If you defer your State Pension, your options for receiving your additional payments will depend on the date at which you retired.

If you reached State Pension age after April 2016, your additional payments will be added to your regular State Pension.

However, if you reached State Pension age before this date, you can also opt to receive your additional payments as a one-off lump sum.

To qualify for the lump sum, you’ll need to defer for at least 12 consecutive months.

In addition to your deferred payments, your lump sum will include interest at a rate of 2% above the Bank of England base rate.

Note, you’ll need to pay tax on your lump sum, with the amount depending on your Income Tax bracket.

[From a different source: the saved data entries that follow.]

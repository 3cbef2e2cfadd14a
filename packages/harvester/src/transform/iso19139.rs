//! ISO 19139 geographic metadata (`gmd:MD_Metadata`).
//!
//! ISO records nest every value in `gco:CharacterString`-style wrappers and
//! code-list elements. Lookups here go by local tag name and take the text
//! of the wrapping element, which includes the wrapped value.

use crate::document::{
    BoundingBox, CanonicalDocument, Contributor, DateType, Description, DocumentDate, GeoLocation,
    Identifier, Person, ResourceType, ResourceTypeGeneral, Rights, Subject, Title, WebLink,
    WebLinkType,
};
use crate::error::Result;
use crate::record::RawRecord;
use crate::transform::common::{
    add_web_links, derive_publication_year, infer_identifier_type, parse_coordinate,
    parse_date_value, year_of,
};
use crate::transform::{FieldMapper, TransformContext};
use crate::xml::Element;

/// Responsible-party roles that make a party a creator.
const CREATOR_ROLES: [&str; 3] = ["author", "originator", "principalInvestigator"];

/// Role of the party that becomes the publisher.
const PUBLISHER_ROLE: &str = "publisher";

/// Name of the research data link when the record has no title.
const RESEARCH_DATA_LINK_NAME: &str = "Research Data";

/// Subject scheme of ISO topic categories.
const TOPIC_CATEGORY_SCHEME: &str = "ISO 19115 Topic Category";

#[derive(Debug, Default, Clone, Copy)]
pub struct Iso19139Mapper;

/// `codeListValue` of the first code element below `element`, else its text.
fn code_value(element: &Element, code_tag: &str) -> Option<String> {
    element
        .descendant(code_tag)
        .and_then(|code| {
            code.attribute_value("codeListValue")
                .or_else(|| code.non_empty_text())
        })
        .or_else(|| element.non_empty_text())
}

fn map_date_type(code: Option<&str>) -> DateType {
    match code {
        Some("publication") => DateType::Issued,
        Some("creation") => DateType::Created,
        Some("revision") => DateType::Updated,
        _ => DateType::Other,
    }
}

fn map_scope(code: &str) -> ResourceTypeGeneral {
    match code {
        "dataset" => ResourceTypeGeneral::Dataset,
        "series" => ResourceTypeGeneral::Collection,
        "service" => ResourceTypeGeneral::Service,
        "software" => ResourceTypeGeneral::Software,
        "model" => ResourceTypeGeneral::Model,
        _ => ResourceTypeGeneral::Other,
    }
}

impl Iso19139Mapper {
    fn map_citation(citation: &Element, doc: &mut CanonicalDocument) {
        doc.titles = citation
            .child_text("title")
            .map(Title::new)
            .into_iter()
            .chain(citation.children_texts("alternateTitle").into_iter().map(|t| Title {
                title_type: Some("AlternativeTitle".to_string()),
                ..Title::new(t)
            }))
            .collect();

        doc.dates = citation
            .children_named("date")
            .filter_map(|d| d.child("CI_Date"))
            .filter_map(|ci| {
                let value = ci.child_text("date")?;
                let code = ci
                    .descendant("CI_DateTypeCode")
                    .and_then(|c| c.attribute_value("codeListValue"));
                Some(DocumentDate {
                    date: parse_date_value(&value),
                    date_type: map_date_type(code.as_deref()),
                    information: None,
                })
            })
            .collect();

        doc.resource_identifier = citation
            .descendant("MD_Identifier")
            .or_else(|| citation.descendant("RS_Identifier"))
            .and_then(|i| i.child_text("code"))
            .map(|code| {
                let kind = infer_identifier_type(&code).map(str::to_string);
                Identifier::new(code, kind)
            });

        for party in citation.descendants("CI_ResponsibleParty") {
            let Some(name) = party
                .child_text("individualName")
                .or_else(|| party.child_text("organisationName"))
            else {
                continue;
            };
            let role = party
                .descendant("CI_RoleCode")
                .and_then(|r| r.attribute_value("codeListValue"));

            let mut person = Person::new(name);
            if party.child_text("individualName").is_some() {
                person.affiliations = party.child_text("organisationName").into_iter().collect();
            }

            match role.as_deref() {
                None => doc.creators.push(person),
                Some(r) if CREATOR_ROLES.contains(&r) => doc.creators.push(person),
                Some(PUBLISHER_ROLE) if doc.publisher.is_none() => {
                    doc.publisher = Some(person.name);
                }
                Some(r) => doc.contributors.push(Contributor {
                    contributor_type: r.to_string(),
                    person,
                }),
            }
        }
    }

    fn map_identification(identification: &Element, doc: &mut CanonicalDocument) {
        if let Some(citation) = identification.descendant("CI_Citation") {
            Self::map_citation(citation, doc);
        }

        doc.descriptions = identification
            .child_text("abstract")
            .map(|a| Description {
                description_type: Some("Abstract".to_string()),
                ..Description::new(a)
            })
            .into_iter()
            .collect();

        doc.subjects.extend(
            identification
                .descendants("keyword")
                .into_iter()
                .filter_map(Element::non_empty_text)
                .map(Subject::new),
        );
        doc.subjects.extend(
            identification
                .children_texts("topicCategory")
                .into_iter()
                .map(|t| Subject {
                    scheme: Some(TOPIC_CATEGORY_SCHEME.to_string()),
                    ..Subject::new(t)
                }),
        );

        doc.rights = identification
            .descendants("resourceConstraints")
            .into_iter()
            .flat_map(|c| {
                c.descendants("useLimitation")
                    .into_iter()
                    .chain(c.descendants("otherConstraints"))
                    .filter_map(Element::non_empty_text)
            })
            .map(|value| Rights {
                value: Some(value),
                ..Rights::default()
            })
            .collect();

        doc.geo_locations = identification
            .descendants("EX_Extent")
            .into_iter()
            .map(|extent| GeoLocation {
                place: extent.child_text("description"),
                bounding_box: extent
                    .descendant("EX_GeographicBoundingBox")
                    .and_then(Self::parse_box),
                ..GeoLocation::default()
            })
            .filter(|g| !g.is_empty())
            .collect();
    }

    #[must_use]
    pub fn parse_box(element: &Element) -> Option<BoundingBox> {
        let bound = |tag: &str| element.child_text(tag).as_deref().and_then(parse_coordinate);
        Some(BoundingBox {
            west: bound("westBoundLongitude")?,
            east: bound("eastBoundLongitude")?,
            south: bound("southBoundLatitude")?,
            north: bound("northBoundLatitude")?,
        })
    }

    /// Link built from the title and the first transfer-options URL.
    fn research_data_link(metadata: &Element, title: Option<&str>) -> Option<WebLink> {
        let url = metadata
            .descendant("transferOptions")?
            .descendant("URL")?
            .non_empty_text()?;
        Some(WebLink::new(
            title.unwrap_or(RESEARCH_DATA_LINK_NAME),
            url,
            WebLinkType::ResearchData,
        ))
    }
}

The secret to keeping happy in retirement

3. Women may have been underpaid £9,000

If you’re a woman over State Pension age, it’s essential to check your payment records to ensure you haven’t been caught up in the pension underpayment scandal.

The problem primarily affects married, widowed or divorced women who began receiving their State Pension before April 2016.

Under the Old State Pension system, these women were entitled to up to 60% of their husband’s Basic State Pension allowance.

This is because the old system calculated a woman’s entitlement based on her husband’s National Insurance (NI) record, instead of her own.

From 2008, the DWP was supposed to automatically apply this increase to women’s pensions. However, this didn’t happen due to a computer error.

Additionally, women whose husbands reached State Pension age before 2008 may also be entitled to compensation.

Before this date, women needed to make a claim to have their pension entitlement increased based on their husband’s NI records. However, many did not do so, raising questions about whether the DWP took adequate steps to make women aware of these rules.

According to the latest Government data, more than 230,000 women are affected, with the average payment standing at approximately £9,000.

Although the DWP has stated that it will contact some of the affected women, you can also check this online calculator if you believe you may be owed.

You can learn more in our article DWP ‘may have underpaid thousands more people’.

4. You can fill gaps in your NI record (but you may need to act quickly)

If you reached State Pension age after April 2016, you’ll need at least 10 years of NI contributions to receive any State Pension and 35 years to get the full amount.

For those who reached State Pension age before 2016, this requirement is 30 years.

Worryingly, many of us have gaps in our record due to periods during which we had low earnings, were unemployed or not claiming benefits.

If you’re concerned about gaps in your record, you can make voluntary contributions to top up the amount of your State Pension.

You can typically only fill gaps going back up to six years, but there is currently an exception to this rule.

When the New State Pension came into force in 2016, the Government introduced transitional rules to allow people to plug any gaps back to 2006.

If you’d like to do so, the deadline is April 2025.

You can read more in our guide How to top up your State Pension

5. You can change your payment dates

The State Pension is typically paid into your account every four weeks, but you can request weekly payments if it helps you manage your finances more effectively.

Although the total monthly amount remains the same, spreading out payments may be beneficial if you have expenses at different times of the month.

If you're already claiming, you can contact the Pension Service to request this change, or you can opt for weekly payments when you first start claiming.